An oracle-based attack on CAPTCHAs protected against oracle attacks
This work exposes critical vulnerabilities in a security mechanism intended to protect online services from automated abuse, highlighting incremental risks in CAPTCHA design.
The paper identifies two fundamental design flaws in a recently proposed CAPTCHA algorithm that aims to prevent learning attacks by adding uncertainties and trap images, showing that these flaws allow attackers to exploit the system as an oracle and achieve up to 100% success rates in breaking it.

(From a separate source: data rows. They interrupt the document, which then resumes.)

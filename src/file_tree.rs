use crate::error::{AppError, Result};
use crate::expansion::ExpansionState;
use crate::models::{NodeKind, TreeNode};
use crate::utils::locale_compare;
use log::{debug, warn};
use serde::Serialize;
use std::cmp::Ordering;
use std::time::Instant;

/// Checks that a project path is non-empty, `/`-delimited, has no leading or
/// trailing slash and no empty, `.` or `..` segments.
pub fn validate_path(requested_path: &str) -> Result<()> {
    let reject = |reason: &'static str| {
        Err(AppError::MalformedPath {
            path: requested_path.to_string(),
            reason,
        })
    };

    if requested_path.is_empty() {
        return reject("path is empty");
    }
    if requested_path.starts_with('/') {
        return reject("leading slash");
    }
    if requested_path.ends_with('/') {
        return reject("trailing slash");
    }
    for segment in requested_path.split('/') {
        match segment {
            "" => return reject("empty path segment"),
            "." | ".." => return reject("relative path segment"),
            _ => {}
        }
    }
    Ok(())
}

/// A row of the flattened, expansion-aware view of the tree.
#[derive(Debug, Clone, PartialEq, Eq, Serialize)]
pub struct TreeRow {
    #[serde(rename = "type")]
    pub kind: NodeKind,
    pub name: String,
    pub path: String,
    pub depth: usize,
    pub expanded: bool,
}

#[derive(Debug, Clone, Default, PartialEq, Eq)]
pub struct PathTree {
    roots: Vec<TreeNode>,
    collisions: Vec<AppError>,
}

impl PathTree {
    pub fn roots(&self) -> &[TreeNode] {
        &self.roots
    }

    /// `PathTypeCollision` diagnostics recorded while folding paths in.
    pub fn collisions(&self) -> &[AppError] {
        &self.collisions
    }

    pub fn is_empty(&self) -> bool {
        self.roots.is_empty()
    }

    /// Leaf paths in display order.
    pub fn file_paths(&self) -> Vec<&str> {
        let mut paths = Vec::new();
        collect_paths(&self.roots, NodeKind::File, &mut paths);
        paths
    }

    pub fn folder_paths(&self) -> Vec<&str> {
        let mut paths = Vec::new();
        collect_paths(&self.roots, NodeKind::Folder, &mut paths);
        paths
    }

    /// Flattens the tree into the rows a renderer shows: top-level nodes
    /// always, children only below expanded folders.
    pub fn visible(&self, expansion: &ExpansionState) -> Vec<TreeRow> {
        let mut rows = Vec::new();
        push_visible(&self.roots, expansion, 0, &mut rows);
        rows
    }
}

fn collect_paths<'a>(nodes: &'a [TreeNode], kind: NodeKind, paths: &mut Vec<&'a str>) {
    for node in nodes {
        if node.kind() == kind {
            paths.push(node.path());
        }
        collect_paths(node.children(), kind, paths);
    }
}

fn push_visible(
    nodes: &[TreeNode],
    expansion: &ExpansionState,
    depth: usize,
    rows: &mut Vec<TreeRow>,
) {
    for node in nodes {
        let expanded = node.kind() == NodeKind::Folder && expansion.is_expanded(node.path());
        rows.push(TreeRow {
            kind: node.kind(),
            name: node.name().to_string(),
            path: node.path().to_string(),
            depth,
            expanded,
        });
        if expanded {
            push_visible(node.children(), expansion, depth + 1, rows);
        }
    }
}

/// Builds the tree for a set of project paths. Always a full rebuild.
///
/// Every path is validated before anything is built. Construction order only
/// matters for type collisions, where the first declaration of a node wins.
pub fn build_tree<S: AsRef<str>>(paths: &[S]) -> Result<PathTree> {
    let start_time = Instant::now();
    for path in paths {
        validate_path(path.as_ref())?;
    }

    let mut tree = PathTree::default();
    for path in paths {
        if let Some(collision) = insert_path(&mut tree.roots, path.as_ref()) {
            warn!("{}", collision);
            tree.collisions.push(collision);
        }
    }
    sort_nodes(&mut tree.roots);

    debug!(
        "Built file tree from {} paths in {:.2?}.",
        paths.len(),
        start_time.elapsed()
    );
    Ok(tree)
}

fn insert_path(roots: &mut Vec<TreeNode>, path: &str) -> Option<AppError> {
    let segments: Vec<&str> = path.split('/').collect();
    let mut level = roots;
    let mut full_path = String::new();

    for (index, segment) in segments.iter().enumerate() {
        if !full_path.is_empty() {
            full_path.push('/');
        }
        full_path.push_str(segment);
        let is_last = index == segments.len() - 1;

        let position = match level.iter().position(|node| node.name() == *segment) {
            Some(position) => position,
            None => {
                level.push(if is_last {
                    TreeNode::file(segment, &full_path)
                } else {
                    TreeNode::folder(segment, &full_path)
                });
                level.len() - 1
            }
        };

        match (&mut level[position], is_last) {
            (TreeNode::File { .. }, true) => return None,
            (TreeNode::Folder { children, .. }, false) => level = children,
            (existing, _) => {
                return Some(AppError::PathTypeCollision {
                    path: full_path,
                    existing: existing.kind(),
                })
            }
        }
    }
    None
}

fn sort_nodes(nodes: &mut [TreeNode]) {
    nodes.sort_by(|a, b| match (a.kind(), b.kind()) {
        (NodeKind::Folder, NodeKind::File) => Ordering::Less,
        (NodeKind::File, NodeKind::Folder) => Ordering::Greater,
        _ => locale_compare(a.name(), b.name()),
    });
    for node in nodes.iter_mut() {
        if let TreeNode::Folder { children, .. } = node {
            sort_nodes(children);
        }
    }
}
use crate::error::{AppError, Result};
use crate::file_tree::validate_path;
use crate::models::{BrowserTarget, FileEntry, Project};
use chrono::Utc;
use indexmap::IndexMap;
use log::{debug, info};
use uuid::Uuid;

pub const DEFAULT_PROJECT_NAME: &str = "My Extension";
pub const MANIFEST_PATH: &str = "manifest.json";

fn validate_entries(files: &[FileEntry]) -> Result<()> {
    files.iter().try_for_each(|entry| validate_path(&entry.path))
}

/// Creates a project with a fresh id and timestamp. Later entries for the same
/// path overwrite earlier ones in place.
pub fn initialize(name: &str, browser: BrowserTarget, files: Vec<FileEntry>) -> Result<Project> {
    if files.is_empty() {
        return Err(AppError::EmptyProject);
    }
    validate_entries(&files)?;

    let mut collection = IndexMap::with_capacity(files.len());
    for entry in files {
        collection.insert(entry.path, entry.content);
    }

    let name = match name.trim() {
        "" => DEFAULT_PROJECT_NAME.to_string(),
        trimmed => trimmed.to_string(),
    };
    let project = Project {
        id: Uuid::new_v4().to_string(),
        name,
        browser,
        files: collection,
        created_at: Utc::now().timestamp_millis(),
    };
    info!(
        "Initialized project '{}' ({}) with {} files for {}.",
        project.name,
        project.id,
        project.files.len(),
        project.browser
    );
    Ok(project)
}

/// Returns a new project with `batch` folded in. Paths not named in the batch
/// keep their content; nothing is ever removed. The batch is validated as a
/// whole before any entry is applied.
pub fn merge_updates(project: &Project, batch: &[FileEntry]) -> Result<Project> {
    validate_entries(batch)?;

    let mut merged = project.clone();
    for entry in batch {
        merged.files.insert(entry.path.clone(), entry.content.clone());
    }
    debug!(
        "Merged {} updates into project {} ({} files).",
        batch.len(),
        merged.id,
        merged.files.len()
    );
    Ok(merged)
}

/// `manifest.json` when present, otherwise the first path in insertion order.
pub fn select_default_path(project: &Project) -> Option<String> {
    if project.files.contains_key(MANIFEST_PATH) {
        return Some(MANIFEST_PATH.to_string());
    }
    project.files.keys().next().cloned()
}

pub fn export_entries(project: &Project) -> Vec<FileEntry> {
    project
        .files
        .iter()
        .map(|(path, content)| FileEntry::new(path.as_str(), content.as_str()))
        .collect()
}

pub fn archive_name(project: &Project) -> String {
    let name = project.name.split_whitespace().collect::<Vec<_>>().join("_");
    format!("{}_{}_extension.zip", name, project.browser)
}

CAPTCHAs/HIPs are security mechanisms that try to prevent automatic abuse of services. They are susceptible to learning attacks in which attackers can use them as oracles. Kwon and Cha presented recently a novel algorithm that intends to avoid such learning attacks and "detect all bots". They add uncertainties to the grading of challenges, and also use trap images designed to detect bots. The authors suggest that a major IT corporation is studying their proposal for mainstream implementation. We present here two fundamental design flaws regarding their trap images and uncertainty grading. These leak information regarding the correct grading of images. Exploiting them, an attacker can use an UTS-CAPTCHA as an oracle, and perform a learning attack. Our testing has shown that we can increase any reasonable initial success rate up to 100%.